# [Exercise inputs]
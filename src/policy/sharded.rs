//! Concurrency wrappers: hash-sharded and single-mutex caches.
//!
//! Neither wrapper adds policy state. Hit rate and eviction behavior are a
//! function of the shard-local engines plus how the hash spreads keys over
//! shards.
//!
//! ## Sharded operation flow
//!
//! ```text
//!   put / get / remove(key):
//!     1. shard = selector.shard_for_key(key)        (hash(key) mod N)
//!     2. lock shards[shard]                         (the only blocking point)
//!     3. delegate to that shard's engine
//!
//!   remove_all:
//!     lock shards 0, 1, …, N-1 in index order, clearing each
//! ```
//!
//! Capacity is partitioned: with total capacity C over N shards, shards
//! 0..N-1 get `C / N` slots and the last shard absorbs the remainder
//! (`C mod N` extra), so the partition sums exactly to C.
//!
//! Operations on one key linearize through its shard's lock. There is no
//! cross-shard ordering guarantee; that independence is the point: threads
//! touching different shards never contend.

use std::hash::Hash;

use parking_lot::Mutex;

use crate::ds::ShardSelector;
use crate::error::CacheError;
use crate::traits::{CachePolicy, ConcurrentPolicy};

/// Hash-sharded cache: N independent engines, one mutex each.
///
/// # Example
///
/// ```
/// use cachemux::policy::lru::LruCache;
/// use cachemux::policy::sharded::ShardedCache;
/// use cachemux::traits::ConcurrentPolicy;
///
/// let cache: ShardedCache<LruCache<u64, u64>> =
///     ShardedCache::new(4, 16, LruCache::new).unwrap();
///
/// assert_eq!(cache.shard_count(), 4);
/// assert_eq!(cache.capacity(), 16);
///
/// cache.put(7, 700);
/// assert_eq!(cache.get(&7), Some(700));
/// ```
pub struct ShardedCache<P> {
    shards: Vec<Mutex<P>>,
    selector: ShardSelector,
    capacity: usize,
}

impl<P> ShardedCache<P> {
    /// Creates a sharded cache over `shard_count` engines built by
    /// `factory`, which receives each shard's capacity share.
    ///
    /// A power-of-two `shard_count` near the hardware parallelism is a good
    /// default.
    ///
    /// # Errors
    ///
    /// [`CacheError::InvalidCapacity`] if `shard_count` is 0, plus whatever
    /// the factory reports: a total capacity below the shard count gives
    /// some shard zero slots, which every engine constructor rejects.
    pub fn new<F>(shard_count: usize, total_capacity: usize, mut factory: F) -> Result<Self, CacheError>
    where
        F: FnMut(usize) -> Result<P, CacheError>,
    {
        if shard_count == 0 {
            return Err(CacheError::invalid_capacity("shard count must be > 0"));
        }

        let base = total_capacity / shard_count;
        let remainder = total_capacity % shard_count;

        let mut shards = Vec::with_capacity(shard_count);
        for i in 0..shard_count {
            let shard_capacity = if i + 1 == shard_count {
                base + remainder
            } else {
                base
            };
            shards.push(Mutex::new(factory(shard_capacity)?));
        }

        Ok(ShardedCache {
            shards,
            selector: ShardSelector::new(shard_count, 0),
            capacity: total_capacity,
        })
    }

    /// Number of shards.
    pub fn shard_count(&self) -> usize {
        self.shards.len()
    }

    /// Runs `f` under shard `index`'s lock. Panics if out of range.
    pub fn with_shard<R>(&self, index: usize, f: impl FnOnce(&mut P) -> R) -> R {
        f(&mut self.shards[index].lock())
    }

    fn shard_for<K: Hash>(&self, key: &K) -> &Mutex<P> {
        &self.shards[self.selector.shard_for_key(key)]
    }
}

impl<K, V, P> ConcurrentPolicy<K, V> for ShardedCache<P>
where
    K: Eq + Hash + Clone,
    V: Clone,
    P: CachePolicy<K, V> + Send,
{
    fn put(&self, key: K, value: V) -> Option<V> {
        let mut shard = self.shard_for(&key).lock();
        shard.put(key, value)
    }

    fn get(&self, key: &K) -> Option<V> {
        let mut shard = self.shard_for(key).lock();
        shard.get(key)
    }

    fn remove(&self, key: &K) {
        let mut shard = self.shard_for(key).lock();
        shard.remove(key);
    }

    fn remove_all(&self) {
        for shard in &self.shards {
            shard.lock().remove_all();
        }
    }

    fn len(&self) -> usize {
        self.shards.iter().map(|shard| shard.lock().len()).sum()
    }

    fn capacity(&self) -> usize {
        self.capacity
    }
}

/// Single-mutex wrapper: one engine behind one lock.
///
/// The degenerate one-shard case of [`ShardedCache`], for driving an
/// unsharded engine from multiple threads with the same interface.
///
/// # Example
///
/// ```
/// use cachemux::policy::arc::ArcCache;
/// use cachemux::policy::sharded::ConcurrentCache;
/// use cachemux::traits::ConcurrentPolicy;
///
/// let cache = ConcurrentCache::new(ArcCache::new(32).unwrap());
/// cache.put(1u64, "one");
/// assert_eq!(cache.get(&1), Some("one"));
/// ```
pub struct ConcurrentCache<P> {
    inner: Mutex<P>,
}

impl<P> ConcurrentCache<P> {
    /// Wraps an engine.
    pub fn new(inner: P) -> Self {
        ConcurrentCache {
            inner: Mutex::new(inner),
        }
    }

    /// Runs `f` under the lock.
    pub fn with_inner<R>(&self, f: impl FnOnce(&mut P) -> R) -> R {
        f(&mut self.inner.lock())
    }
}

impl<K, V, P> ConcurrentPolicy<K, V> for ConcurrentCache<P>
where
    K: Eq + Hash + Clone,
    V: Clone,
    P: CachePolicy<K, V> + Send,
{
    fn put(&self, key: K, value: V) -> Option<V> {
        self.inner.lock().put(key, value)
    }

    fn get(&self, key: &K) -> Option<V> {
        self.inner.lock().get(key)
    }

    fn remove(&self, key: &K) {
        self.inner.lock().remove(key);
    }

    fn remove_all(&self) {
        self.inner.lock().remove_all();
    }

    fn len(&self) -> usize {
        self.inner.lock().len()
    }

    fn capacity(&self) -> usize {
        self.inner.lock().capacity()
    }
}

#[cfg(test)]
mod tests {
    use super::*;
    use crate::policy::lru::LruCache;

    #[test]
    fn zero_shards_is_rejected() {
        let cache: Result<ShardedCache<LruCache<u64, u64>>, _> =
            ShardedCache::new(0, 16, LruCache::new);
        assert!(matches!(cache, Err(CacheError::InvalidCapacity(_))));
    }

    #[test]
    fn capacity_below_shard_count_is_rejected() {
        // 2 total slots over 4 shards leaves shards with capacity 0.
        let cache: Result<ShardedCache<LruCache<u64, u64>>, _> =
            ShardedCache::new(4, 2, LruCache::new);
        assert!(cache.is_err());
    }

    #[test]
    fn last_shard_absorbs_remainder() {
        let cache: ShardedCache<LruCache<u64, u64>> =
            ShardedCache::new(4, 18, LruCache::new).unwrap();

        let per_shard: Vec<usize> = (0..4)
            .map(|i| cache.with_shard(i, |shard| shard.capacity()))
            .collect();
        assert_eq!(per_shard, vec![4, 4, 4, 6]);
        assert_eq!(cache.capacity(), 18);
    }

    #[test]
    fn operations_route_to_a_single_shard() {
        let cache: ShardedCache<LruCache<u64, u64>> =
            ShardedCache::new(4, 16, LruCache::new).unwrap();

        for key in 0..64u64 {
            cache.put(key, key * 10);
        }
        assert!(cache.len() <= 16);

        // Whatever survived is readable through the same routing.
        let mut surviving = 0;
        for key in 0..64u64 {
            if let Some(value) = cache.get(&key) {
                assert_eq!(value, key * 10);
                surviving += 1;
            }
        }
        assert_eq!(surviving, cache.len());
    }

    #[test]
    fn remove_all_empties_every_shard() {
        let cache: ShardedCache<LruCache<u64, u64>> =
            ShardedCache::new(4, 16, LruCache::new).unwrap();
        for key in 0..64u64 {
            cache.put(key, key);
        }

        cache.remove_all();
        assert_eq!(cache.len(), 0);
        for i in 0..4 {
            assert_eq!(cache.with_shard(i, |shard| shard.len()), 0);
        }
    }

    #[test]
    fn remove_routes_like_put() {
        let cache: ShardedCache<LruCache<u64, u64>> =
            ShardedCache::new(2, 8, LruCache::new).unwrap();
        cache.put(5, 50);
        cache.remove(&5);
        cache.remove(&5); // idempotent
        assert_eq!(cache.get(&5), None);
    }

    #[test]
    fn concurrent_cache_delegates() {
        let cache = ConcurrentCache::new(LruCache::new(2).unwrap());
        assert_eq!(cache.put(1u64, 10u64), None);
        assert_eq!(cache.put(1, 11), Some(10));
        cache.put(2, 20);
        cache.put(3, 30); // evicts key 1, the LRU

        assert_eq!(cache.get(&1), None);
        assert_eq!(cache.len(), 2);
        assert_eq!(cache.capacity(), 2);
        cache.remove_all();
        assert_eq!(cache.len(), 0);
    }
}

# [How to complete this task]
How many of the listing's lines contain "same"? Respond with a single number and nothing else.

# [Response to this exercise]
2